We’ve hit upon a pretty reliable cowboy coffee recipe that should yield good results reliably.
- Grind your coffee or measure pre-ground coffee
- Fill a cowboy coffee pot with water (these typically hold about two gallons worth of water, so you’re making quite a bit here)
- Place the filled pot or kettle over an open fire or a camp stove
- Bring to a rolling boil (the water should keep boiling even when you stir it with a spoon
- Stir in your ground coffee (between 1 cup and 1 ½ cup of coffee per 4 cups water)
- Stir a few times and remove the coffee from the heat source
- Slowly pour in an additional 1 cup of cold water
- Let the coffee sit undisturbed for about 5 minutes to allow the grounds to settle to the bottom
The cold water step is the one that throws a lot of people off, but it’s absolutely necessary. This helps push the grounds to the bottom of the pot so you don’t end up with a mouthful of grit.
It also slows the extraction process by quickly lowering the temperature of the coffee. What this means is you will result in a less bitter cup of coffee.
Finally, the cold water lowers the acidity of the coffee, making it easier on the digestive system.
Alternate Methods to Make Cowboy Coffee
While the cowboy coffee pot method is as simple as they come, a few of our favorite cowboys swear by some extra tips and tricks when they explain how to make cowboy coffee the absolute best it can be.
The Egg Shell Method
We know, it seemed strange to us the first time we heard it, but adding eggshells to your coffee does have some basis in chemistry. The albumin in the eggs is sticky, which helps to bind the coffee grounds together and settle down to the bottom of your kettle.
- Ground Coffee
- Egg shells (fresh – don’t save them for days as bacteria could grow)
- Coffee Kettle or Pot
- Heat source, like a camp stove or a campfire
- Mix a few tablespoons of crushed eggshells in with your coffee grounds
- Fill your coffee kettle up and place over the heat source
- Bring to a full, rolling boil
- Add your coffee grounds and shells mixture, but don’t stir
- Wait for the kettle to return to a boil, then immediately remove it from the heat
- Allow to steep for about 5 minutes, without stirring it, to make sure the grounds sink
- Pour and enjoy!
In the interest of using what you bring and letting nothing go to waste, the eggshell method can be a great, compostable way to make your cowboy coffee even better.
The Sock Method
You might have heard that in a pinch, you can use a clean sock or dish towel if you run out of coffee filters when brewing coffee at home. Imagining the rough-it lifestyle of cowboys out and away from civilization, we can easily picture these tough folks brewing coffee with whatever they had handy….we just hope it was, um, clean.
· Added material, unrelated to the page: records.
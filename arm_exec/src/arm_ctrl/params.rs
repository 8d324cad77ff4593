//! Parameters structure for ArmCtrl

// ---------------------------------------------------------------------------
// IMPORTS
// ---------------------------------------------------------------------------

use serde::{Deserialize, Serialize};
use std::time::Duration;

// Internal
use super::{Delta, SMOOTH_RATE_LIMIT_DEG};

// ---------------------------------------------------------------------------
// DATA STRUCTURES
// ---------------------------------------------------------------------------

/// Parameters for Arm control.
#[derive(Debug, Clone, PartialEq, Serialize, Deserialize)]
pub struct Params {
    // ---- CAPABILITIES ----
    /// Minimum absolute position of each joint.
    ///
    /// Units: degrees
    pub joint_min_deg: Vec<i64>,

    /// Maximum absolute position of each joint.
    ///
    /// Units: degrees
    pub joint_max_deg: Vec<i64>,

    // ---- TIMING ----
    /// Time given to the servos to reach a new demand after each action.
    ///
    /// Units: milliseconds
    pub settle_time_ms: u64,

    /// Time to wait once a reset has been commanded.
    ///
    /// Units: milliseconds
    pub reset_settle_time_ms: u64,

    /// Pause between the steps of a smooth move, in addition to the settle
    /// time of each step.
    ///
    /// Units: milliseconds
    #[serde(default)]
    pub smooth_step_delay_ms: u64,

    // ---- SMOOTH MOVES ----
    /// Maximum change of any joint in one step of a smooth move.
    ///
    /// Units: degrees/step
    #[serde(default = "default_smooth_rate_limit")]
    pub smooth_rate_limit_deg: Delta,

    /// Cap on the number of steps a smooth move may take.
    pub max_smooth_steps: usize,

    // ---- BEHAVIOUR ----
    /// How the arm gets to its reset position.
    pub reset_mode: ResetMode,

    /// Refresh the sensors straight after commanding the servos, while the
    /// joints are moving.
    #[serde(default)]
    pub sense_after_apply: bool,

    /// The arm carries an auxiliary digital output which actions drive.
    #[serde(default)]
    pub aux_output: bool,

    /// Largest delta the exploration sampler draws for any joint.
    ///
    /// Units: degrees
    pub explore_step_limit_deg: Delta,
}

// ---------------------------------------------------------------------------
// ENUMERATIONS
// ---------------------------------------------------------------------------

/// The way the arm is driven to its reset position.
#[derive(Debug, Clone, Copy, PartialEq, Eq, Serialize, Deserialize)]
#[serde(rename_all = "snake_case")]
pub enum ResetMode {
    /// Command the reset position directly and wait for the servos.
    Snap,

    /// Drive to the reset position with the smooth interpolation controller.
    Smooth,
}

// ---------------------------------------------------------------------------
// IMPLEMENTATIONS
// ---------------------------------------------------------------------------

impl Params {
    /// Parameters of the two-joint (base and elbow) arm with an LED on the
    /// auxiliary output.
    pub fn two_joint() -> Self {
        Self {
            joint_min_deg: vec![10, 10],
            joint_max_deg: vec![170, 170],
            settle_time_ms: 200,
            reset_settle_time_ms: 100,
            smooth_step_delay_ms: 0,
            smooth_rate_limit_deg: SMOOTH_RATE_LIMIT_DEG,
            max_smooth_steps: 256,
            reset_mode: ResetMode::Snap,
            sense_after_apply: false,
            aux_output: true,
            explore_step_limit_deg: 10,
        }
    }

    /// Parameters of the six-joint arm.
    pub fn six_joint() -> Self {
        Self {
            joint_min_deg: vec![10, 30, 50, 50, 50, 100],
            joint_max_deg: vec![170, 150, 100, 100, 100, 130],
            settle_time_ms: 150,
            reset_settle_time_ms: 700,
            smooth_step_delay_ms: 15,
            smooth_rate_limit_deg: SMOOTH_RATE_LIMIT_DEG,
            max_smooth_steps: 256,
            reset_mode: ResetMode::Smooth,
            sense_after_apply: true,
            aux_output: false,
            explore_step_limit_deg: 20,
        }
    }

    pub fn settle_time(&self) -> Duration {
        Duration::from_millis(self.settle_time_ms)
    }

    pub fn reset_settle_time(&self) -> Duration {
        Duration::from_millis(self.reset_settle_time_ms)
    }

    pub fn smooth_step_delay(&self) -> Duration {
        Duration::from_millis(self.smooth_step_delay_ms)
    }
}

fn default_smooth_rate_limit() -> Delta {
    SMOOTH_RATE_LIMIT_DEG
}
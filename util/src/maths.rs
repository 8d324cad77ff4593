//! Utility maths functions

// ---------------------------------------------------------------------------
// IMPORTS
// ---------------------------------------------------------------------------

use num_traits::Float;

/// Map a value from one range into another.
pub fn lin_map<T>(source_range: (T, T), target_range: (T, T), value: T) -> T
where 
    T: Float 
{
    target_range.0 
        + ((value - source_range.0) 
        * (target_range.1 - target_range.0) 
        / (source_range.1 - source_range.0))
}

/// Limit a value to the closed range `[min, max]`.
///
/// Works for any partially ordered type so that integer joint angles and
/// floating point duty cycles share the same limiting rule. `min` is expected
/// to be less than or equal to `max`.
pub fn clamp<T>(value: T, min: T, max: T) -> T 
where
    T: PartialOrd
{
    if value < min {
        min
    }
    else if value > max {
        max
    }
    else {
        value
    }
}

/// Returns true if the value had to be limited to fit in `[min, max]`.
pub fn is_outside<T>(value: &T, min: &T, max: &T) -> bool
where
    T: PartialOrd
{
    value < min || value > max
}
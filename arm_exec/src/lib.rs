//! # Arm library.
//!
//! Joint-space actuation of a servo driven arm. The library is shared by the
//! `arm_exec` executable and the benchmarks.

// ---------------------------------------------------------------------------
// MODULES
// ---------------------------------------------------------------------------

/// Arm control - applies actions to the arm state and drives the joints
pub mod arm_ctrl;

/// Clocks used for settle delays
pub mod clock;

/// Exploration sampler - random actions and positions for learning
pub mod explore;

/// Parameters for the arm executable
pub mod params;

/// Sensing subsystem interface
pub mod sensing;

/// Servo control - drives the physical or simulated joints
pub mod servo_ctrl;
The sock method is basically an improvised coffee bag or reusable coffee filter that you will use to prevent grounds from getting into your final brew. While it doesn’t give you quite the same experience as classic cowboy coffee, it’s a good adaptation for those who just really hate finding any grounds in their mug.
- Ground Coffee
- Coffee pot or kettle
- A clean sock or other lightweight fabric bag (ideally undyed muslin or cotton)
- A camp stove or campfire, or other heat source
- Grind your coffee
- Measure your coffee into your clean sock (or bag) and tie it at the top
- Fill your kettle or pot with water and bring to a rolling boil
- Add the coffee-grounds-in-a-bag to the pot
- Once it is boiling again, remove from the heat
- Let it steep for about 5 minutes
- Remove the sock or bag and pour your coffee
If you’re packing for a camping trip, adding a coffee bag really doesn’t take up any extra space or add any weight. Though it does depart a bit from the simple aesthetic of traditional cowboy coffee, there’s nothing wrong with having a little help to keep the grounds out of your mug while you’re enjoying the sunrise over your campsite.
Of course, if you do enjoy camping, this is an absolutely necessary recipe to have in your tool belt. Roughing it doesn’t mean we have to go without the ultimate necessity: coffee.
You don’t have to survive on instant coffee granules to spend some quality time in nature. All you need is a campfire, some ground coffee, a pot, and the knowledge of how to make cowboy coffee, and you’re in business.